Cette doctrine condamnait toutes interventions des puissances européennes dans les affaires des Amériques, car Washington considérait le continent comme sa sphère d'influence.
Il faut toujours être prudent avec les comparaisons historiques. Mais il est difficile ne pas faire de parallèle avec la crise actuelle entre la Chine et les États-Unis, qui pose tout un défi à la paix régionale et mondiale.
Le hic, c'est que ni Pékin et ni Washington ne veut perdre la face ou céder du terrain.
La Chine peut-elle accepter le maintien de l'ordre géopolitique de l'après-guerre, alors qu'elle est devenue une puissance économique, politique et militaire?
Pour leur part, les États-Unis peuvent-ils accepter de quitter graduellement l'Asie-Pacifique, comme l'ont fait les puissances européennes dans les Amériques, au 19e et au début du 20e siècle?
Difficile de répondre positivement à ces deux questions, d'où la complexité de cette crise qui pourrait durer très longtemps.
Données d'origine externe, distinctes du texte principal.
/// Point-in-time copy of a container's counters.
#[derive(Debug, Default, Clone, Copy, PartialEq, Eq)]
pub struct TopNMetricsSnapshot {
    pub add_calls: u64,
    pub accepted: u64,
    pub rejected: u64,
    pub evicted_entries: u64,
    pub clear_calls: u64,

    pub insert_scan_steps: u64,
    pub exclusion_replacements: u64,
    pub exclusion_rejections: u64,

    pub bucket_evictions: u64,
    pub overflow_accepts: u64,

    // gauges captured at snapshot time
    pub len: usize,
    pub target: usize,
    pub max_len: Option<usize>,
}

impl TopNMetricsSnapshot {
    /// Fraction of offered elements that were accepted.
    pub fn acceptance_rate(&self) -> f64 {
        if self.add_calls == 0 {
            0.0
        } else {
            self.accepted as f64 / self.add_calls as f64
        }
    }
}
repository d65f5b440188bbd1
pub mod workload;
//! Top-N container implementations.
//!
//! - [`list::ListTopN`]: strict, sorted linked list; best for small `n`
//! - [`tree::TreeTopN`]: rank buckets; strict, bounded or lenient ties

pub mod list;
pub mod tree;
#![no_main]

use libfuzzer_sys::fuzz_target;
use rankkit::policy::list::ListTopN;
use rankkit::policy::tree::TreeTopN;
use rankkit::traits::TopN;

// Strict ListTopN and TreeTopN fed the same stream must stay identical and
// agree on every add result.
fuzz_target!(|data: &[u8]| {
    let Some((&first, stream)) = data.split_first() else {
        return;
    };

    let n = usize::from(first % 32) + 1;
    let mut list = ListTopN::new(n);
    let mut tree = TreeTopN::new(n);

    for &value in stream {
        let value = value % 24;
        assert_eq!(list.add(value), tree.add(value));
        assert!(list.iter().eq(tree.iter()));
    }
    assert_eq!(list.first(), tree.first());
    assert_eq!(list.last(), tree.last());
});
pub mod wav;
Chose certaine, le statu quo est « probablement insoutenable », faisait récemment remarquer avec justesse le Financial Times de Londres.
Quel est le juste milieu?
Un ordre géopolitique à mi-chemin entre la Pax Americana et la Pax Sinica?
Et si Pékin et Washington ne veulent pas vraiment se faire la guerre (du moins pour l'instant), pourront-ils du reste l'éviter à long terme?
Historiquement, la montée d'une nouvelle puissance a provoqué la plupart du temps une guerre, car l'arrivée d'un nouveau joueur sur l'échiquier géopolitique entraîne une résistance des puissances dominatrices.
C'est ce qui s'est passé au 20e siècle, avec le déclenchement de la Première, mais surtout de la Deuxième Guerre mondiale, rappellent les historiens.
La montée en puissance de l'Allemagne et du Japon a provoqué un affrontement avec les puissances dominantes de l'époque, soit la France, le Royaume-Uni et les États-Unis.
La rare exception est la montée en puissance des États-Unis au 19e siècle et au début du 20e siècle.
Les puissances européennes l'ont acceptée parce que les États-Unis appartenaient à la même civilisation qu'elles (la civilisation occidentale) et que la nation américaine était aussi une démocratie.
Or, les spécialistes en relations internationales soulignent que les démocraties se font rarement la guerre, même s'il y a des exceptions comme la guerre anglo-américaine de 1812, qui a opposé les États-Unis à l'Empire britannique (incluant le Canada).
Quant à la Chine et aux États-Unis, ces deux pays appartiennent à deux civilisations différentes. De plus, la Chine communiste est un régime autoritaire, tandis que les États-Unis sont une démocratie.
Mais si les États-Unis et l'ex-URSS ont pu éviter de s'affronter directement durant la guerre froide, les États-Unis et la Chine peuvent aussi y arriver, font remarquer des analystes.
Une guerre sino-américaine n'est donc pas inévitable, mais le risque est réel.